Seeing as CVF is no longer available (except perhaps on eBay) you might get away with the
Intel® Fortran Compiler for Windows, SilverFrost's FTN95 or g95.

Don't try it with
Watcom Fortran, however, because that only does Fortran 77. Mind you, if the algorithms you're wrapping are F77 ones from NIST's 'Dictionary of Algorithms and Data Structures' or Steven Skiena's The Stony Brook Algorithm Repository you may do okay with the Watcom offering or even GNU's g77.

I really like Fortran. I remember writing some VAX-11 FORTRAN back in 1983 (along with a bit more VAX-11 COBOL) and found it quite powerful and expressive. I know that there's been a fairly widespread pooh-pooh-ing of Fortran in recent years, but I try not to be influenced by peer-group pressure, preferring to actually see for myself whether a language is any good or not.

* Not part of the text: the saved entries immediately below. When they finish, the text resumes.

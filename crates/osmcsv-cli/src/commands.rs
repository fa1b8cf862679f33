use std::path::PathBuf;

use anyhow::Result;

use crate::cli::{AuditArgs, ConvertArgs};
use crate::pipeline;
use crate::summary::{print_audit_summary, print_convert_summary};

pub fn run_convert(args: &ConvertArgs) -> Result<()> {
    let output_dir = args
        .output_dir
        .clone()
        .unwrap_or_else(|| PathBuf::from("."));
    let result = pipeline::convert(&args.osm_file, &output_dir, args.validate)?;
    if args.json {
        println!("{}", serde_json::to_string_pretty(&result)?);
    } else {
        print_convert_summary(&result);
    }
    Ok(())
}

pub fn run_audit(args: &AuditArgs) -> Result<()> {
    let result = pipeline::audit(&args.osm_file)?;
    if args.json {
        println!("{}", serde_json::to_string_pretty(&result)?);
    } else {
        print_audit_summary(&result);
    }
    Ok(())
}
//! Street designation canonicalization.
//!
//! Street values end in a designation token (вулиця, проспект, ...). The
//! extract mixes canonical designations with abbreviated and Russian-spelled
//! variants; known variants are rewritten in place via a fixed correction
//! table. Unknown trailing tokens pass through untouched and are surfaced
//! only by the audit query, which exists to grow the table deliberately
//! rather than guess at corrections.

use std::collections::{BTreeMap, BTreeSet};
use std::sync::LazyLock;

use regex::Regex;

/// Trailing designation token: the last whitespace-free run, optionally
/// dot-terminated, anchored at end of string.
static STREET_TYPE_RE: LazyLock<Regex> =
    LazyLock::new(|| Regex::new(r"\b\S+\.?$").expect("invalid street designation regex"));

/// Designations considered correct for the extract's locale.
pub const CANONICAL_DESIGNATIONS: [&str; 13] = [
    "вулиця",
    "бульвар",
    "тупик",
    "проїзд",
    "проспект",
    "алея",
    "шосе",
    "набережна",
    "узвіз",
    "дорога",
    "провулок",
    "площа",
    "шоссе",
];

/// Known irregular designations and their canonical replacements.
static STREET_CORRECTIONS: LazyLock<BTreeMap<&'static str, &'static str>> = LazyLock::new(|| {
    BTreeMap::from([
        ("вул.", "вулиця"),
        ("вул", "вулиця"),
        ("ул.", "вулиця"),
        ("ул", "вулиця"),
        ("пл.", "площа"),
        ("шоссе-2", "шоссе"),
        ("улица", "вулиця"),
    ])
});

/// The trailing designation token of a street value, if one is present.
pub fn trailing_designation(value: &str) -> Option<&str> {
    STREET_TYPE_RE.find(value).map(|found| found.as_str())
}

/// The trailing token when it falls outside the canonical set.
///
/// Pure query behind the audit path; never applied as a correction.
pub fn non_canonical_designation(value: &str) -> Option<&str> {
    trailing_designation(value).filter(|token| !CANONICAL_DESIGNATIONS.contains(token))
}

/// Records a street value in the designation survey when its trailing token
/// is not canonical, bucketing full values under the token they ended with.
pub fn audit_street(survey: &mut BTreeMap<String, BTreeSet<String>>, value: &str) {
    if let Some(designation) = non_canonical_designation(value) {
        survey
            .entry(designation.to_string())
            .or_default()
            .insert(value.to_string());
    }
}

/// Rewrites a known irregular trailing designation to its canonical form,
/// preserving everything before it. Values without a trailing token, or with
/// a token outside the correction table, are returned unchanged.
pub fn normalize_street(value: &str) -> String {
    normalize_street_with(value, &STREET_CORRECTIONS)
}

/// [`normalize_street`] against a caller-supplied correction table.
pub fn normalize_street_with(value: &str, corrections: &BTreeMap<&str, &str>) -> String {
    let Some(found) = STREET_TYPE_RE.find(value) else {
        return value.to_string();
    };
    match corrections.get(found.as_str()) {
        Some(canonical) => format!("{}{}", &value[..found.start()], canonical),
        None => value.to_string(),
    }
}
//! Logging infrastructure using `tracing` and `tracing-subscriber`.
//!
//! All diagnostics from the conversion pipeline are routed through
//! `tracing`; this module turns CLI flags into a subscriber configuration.
//!
//! # Log Levels
//!
//! - `error`: fatal conversion failures
//! - `warn`: non-fatal irregularities
//! - `info`: pipeline progress, summary counts
//! - `debug`: per-tag decisions (dropped keys, corrections)
//! - `trace`: per-event reader detail
//!
//! # Usage
//!
//! ```ignore
//! use osmcsv_cli::logging::{LogConfig, init_logging};
//!
//! init_logging(&LogConfig::default()).expect("init logging");
//! ```

use std::fs::OpenOptions;
use std::io;
use std::path::PathBuf;
use std::sync::Arc;

use tracing::level_filters::LevelFilter;
use tracing_subscriber::{
    EnvFilter,
    fmt::{self, MakeWriter},
    layer::SubscriberExt,
    util::SubscriberInitExt,
};

/// Configuration for logging behavior.
#[derive(Debug, Clone)]
pub struct LogConfig {
    /// Maximum level to emit when no `RUST_LOG` override applies.
    pub level_filter: LevelFilter,
    /// Whether `RUST_LOG` may override the configured level.
    pub use_env_filter: bool,
    /// Output format: pretty, compact, or json.
    pub format: LogFormat,
    /// Whether to include timestamps in log output.
    pub with_timestamps: bool,
    /// Whether to include target (module path) in log output.
    pub with_target: bool,
    /// Whether to use ANSI colors in output.
    pub with_ansi: bool,
    /// Optional log file path. When set, logs are written to the file.
    pub log_file: Option<PathBuf>,
}

/// Log output format.
#[derive(Debug, Clone, Copy, Default, PartialEq, Eq)]
pub enum LogFormat {
    /// Human-readable pretty format with colors.
    #[default]
    Pretty,
    /// Compact single-line format.
    Compact,
    /// JSON format for machine parsing.
    Json,
}

impl Default for LogConfig {
    fn default() -> Self {
        Self {
            level_filter: LevelFilter::INFO,
            use_env_filter: true,
            format: LogFormat::default(),
            with_timestamps: false,
            with_target: false,
            with_ansi: true,
            log_file: None,
        }
    }
}

/// Initialize the global tracing subscriber with the given configuration.
///
/// This should be called once at application startup.
///
/// # Errors
///
/// Returns an error if the log file cannot be opened.
///
/// # Panics
///
/// Panics if called more than once.
pub fn init_logging(config: &LogConfig) -> io::Result<()> {
    if let Some(path) = &config.log_file {
        let file = OpenOptions::new().create(true).append(true).open(path)?;
        init_logging_with_writer(config, Arc::new(file));
    } else {
        init_logging_with_writer(config, io::stderr as fn() -> io::Stderr);
    }
    Ok(())
}

/// Initialize logging with a custom writer (useful for testing).
pub fn init_logging_with_writer<W>(config: &LogConfig, writer: W)
where
    W: for<'writer> MakeWriter<'writer> + Send + Sync + 'static,
{
    let filter = build_env_filter(config);

    match config.format {
        LogFormat::Json => {
            let layer = fmt::layer()
                .json()
                .with_writer(writer)
                .with_target(config.with_target);

            tracing_subscriber::registry()
                .with(filter)
                .with(layer)
                .init();
        }
        LogFormat::Compact => {
            let layer = fmt::layer()
                .compact()
                .with_writer(writer)
                .with_ansi(config.with_ansi)
                .with_target(config.with_target);

            if config.with_timestamps {
                tracing_subscriber::registry()
                    .with(filter)
                    .with(layer)
                    .init();
            } else {
                tracing_subscriber::registry()
                    .with(filter)
                    .with(layer.without_time())
                    .init();
            }
        }
        LogFormat::Pretty => {
            let layer = fmt::layer()
                .with_writer(writer)
                .with_ansi(config.with_ansi)
                .with_target(config.with_target);

            if config.with_timestamps {
                tracing_subscriber::registry()
                    .with(filter)
                    .with(layer)
                    .init();
            } else {
                tracing_subscriber::registry()
                    .with(filter)
                    .with(layer.without_time())
                    .init();
            }
        }
    }
}

/// Build an `EnvFilter` from the configuration, respecting `RUST_LOG` when
/// allowed to.
fn build_env_filter(config: &LogConfig) -> EnvFilter {
    if config.use_env_filter {
        if let Ok(filter) = EnvFilter::try_from_default_env() {
            return filter;
        }
    }

    let level = config.level_filter.to_string().to_lowercase();
    EnvFilter::new(format!(
        "{level},osmcsv_cli={level},osmcsv_ingest={level},osmcsv_model={level},\
         osmcsv_normalization={level},osmcsv_output={level},osmcsv_transform={level},\
         osmcsv_validate={level}",
        level = level
    ))
}
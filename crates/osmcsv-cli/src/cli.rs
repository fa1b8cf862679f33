//! CLI argument definitions for the OSM CSV transpiler.

use std::path::PathBuf;

use clap::{Parser, Subcommand, ValueEnum};
use clap_verbosity_flag::{Verbosity, WarnLevel};
use colorchoice_clap::Color;

#[derive(Parser)]
#[command(
    name = "osmcsv",
    version,
    about = "OSM CSV Transpiler - Convert an OpenStreetMap extract to relational CSV",
    long_about = "Convert an OpenStreetMap XML extract into five correlated CSV files\n\
                  (nodes, node tags, ways, way-node memberships, way tags) ready for\n\
                  loading into a relational store.\n\n\
                  Street designations and phone numbers are cleaned with the locale\n\
                  heuristics audited against the Kyiv extract."
)]
pub struct Cli {
    #[command(subcommand)]
    pub command: Command,

    /// Adjust log verbosity (-v for info, -vv for debug, -q for errors only).
    #[command(flatten)]
    pub verbosity: Verbosity<WarnLevel>,

    /// Control ANSI color output (auto, always, never).
    #[command(flatten)]
    pub color: Color,

    /// Explicit log level (overrides -v/-q flags).
    #[arg(long = "log-level", value_enum, global = true)]
    pub log_level: Option<LogLevelArg>,

    /// Log output format (pretty for human, json for machine parsing).
    #[arg(
        long = "log-format",
        value_enum,
        default_value = "pretty",
        global = true
    )]
    pub log_format: LogFormatArg,

    /// Write logs to a file instead of stderr.
    #[arg(long = "log-file", value_name = "PATH", global = true)]
    pub log_file: Option<PathBuf>,
}

#[derive(Subcommand)]
pub enum Command {
    /// Convert an OSM extract into the five CSV streams.
    Convert(ConvertArgs),

    /// Survey non-canonical street designations in an OSM extract.
    Audit(AuditArgs),
}

#[derive(Parser)]
pub struct ConvertArgs {
    /// Path to the OSM XML extract.
    #[arg(value_name = "OSM_FILE")]
    pub osm_file: PathBuf,

    /// Output directory for the CSV files (default: current directory).
    #[arg(long = "output-dir", value_name = "DIR")]
    pub output_dir: Option<PathBuf>,

    /// Validate each shaped record against the stream schemas.
    ///
    /// Validation is considerably slower; prefer running it on a sample of
    /// the extract.
    #[arg(long = "validate")]
    pub validate: bool,

    /// Print the run summary as JSON instead of a table.
    #[arg(long = "json")]
    pub json: bool,
}

#[derive(Parser)]
pub struct AuditArgs {
    /// Path to the OSM XML extract.
    #[arg(value_name = "OSM_FILE")]
    pub osm_file: PathBuf,

    /// Print the survey as JSON instead of a table.
    #[arg(long = "json")]
    pub json: bool,
}

/// CLI log level choices.
#[derive(Clone, Copy, ValueEnum)]
pub enum LogLevelArg {
    Error,
    Warn,
    Info,
    Debug,
    Trace,
}

/// CLI log format choices.
#[derive(Clone, Copy, ValueEnum)]
pub enum LogFormatArg {
    Pretty,
    Compact,
    Json,
}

Okay, off the soap box and down to the code. I'm not going to bother posting all the COMBO code, just what I wrote to wrap it.

These are the three exposed routines and have essentially the same framework: a subroutine header, two declarations controlling symbol names and method of access, the call to the COMBO routine, the return and the end of subroutine. Really, really, simple. Gobsmackingly simple, compared to some other languages I could mention. Rather embarrasing really ... so little to show.

If you're wondering why I explicitly state that the parameters are being passed by reference (!dec$ attributes reference ...), it's because a side effect of specifying "stdcall" is that it forces the passing mechanism into pass-by-value, and in this case, quite a few of the parameters are being modified by the subroutine.

The other routines are linked in during the compile and I end up with a nice little .DLL.

Okay, so maybe there's something more to show on the VB6 side.

First off, the declares. VB6 defaults to pass-by-reference, thus the missing "ByRef" ahead of each parameter.

Next the test code which is derived from TEST094 and TEST095 found inside COMBO's combo_prb.f90.

Do note that the floating point variables are defined here as Single. This seems to be the best match to an undecorated Fortran REAL. Maybe if I'd tweaked the COMBO code to REAL*8, I could have used Double on the VB6 side.

Hmm ... nothing much amazing there either. But that's how it was with wrapping the Fortran. Simple and powerful at the same time. So far as I'm concerned, if we ever have to rewrite Protium, Fortran's going to be very near the top of the list.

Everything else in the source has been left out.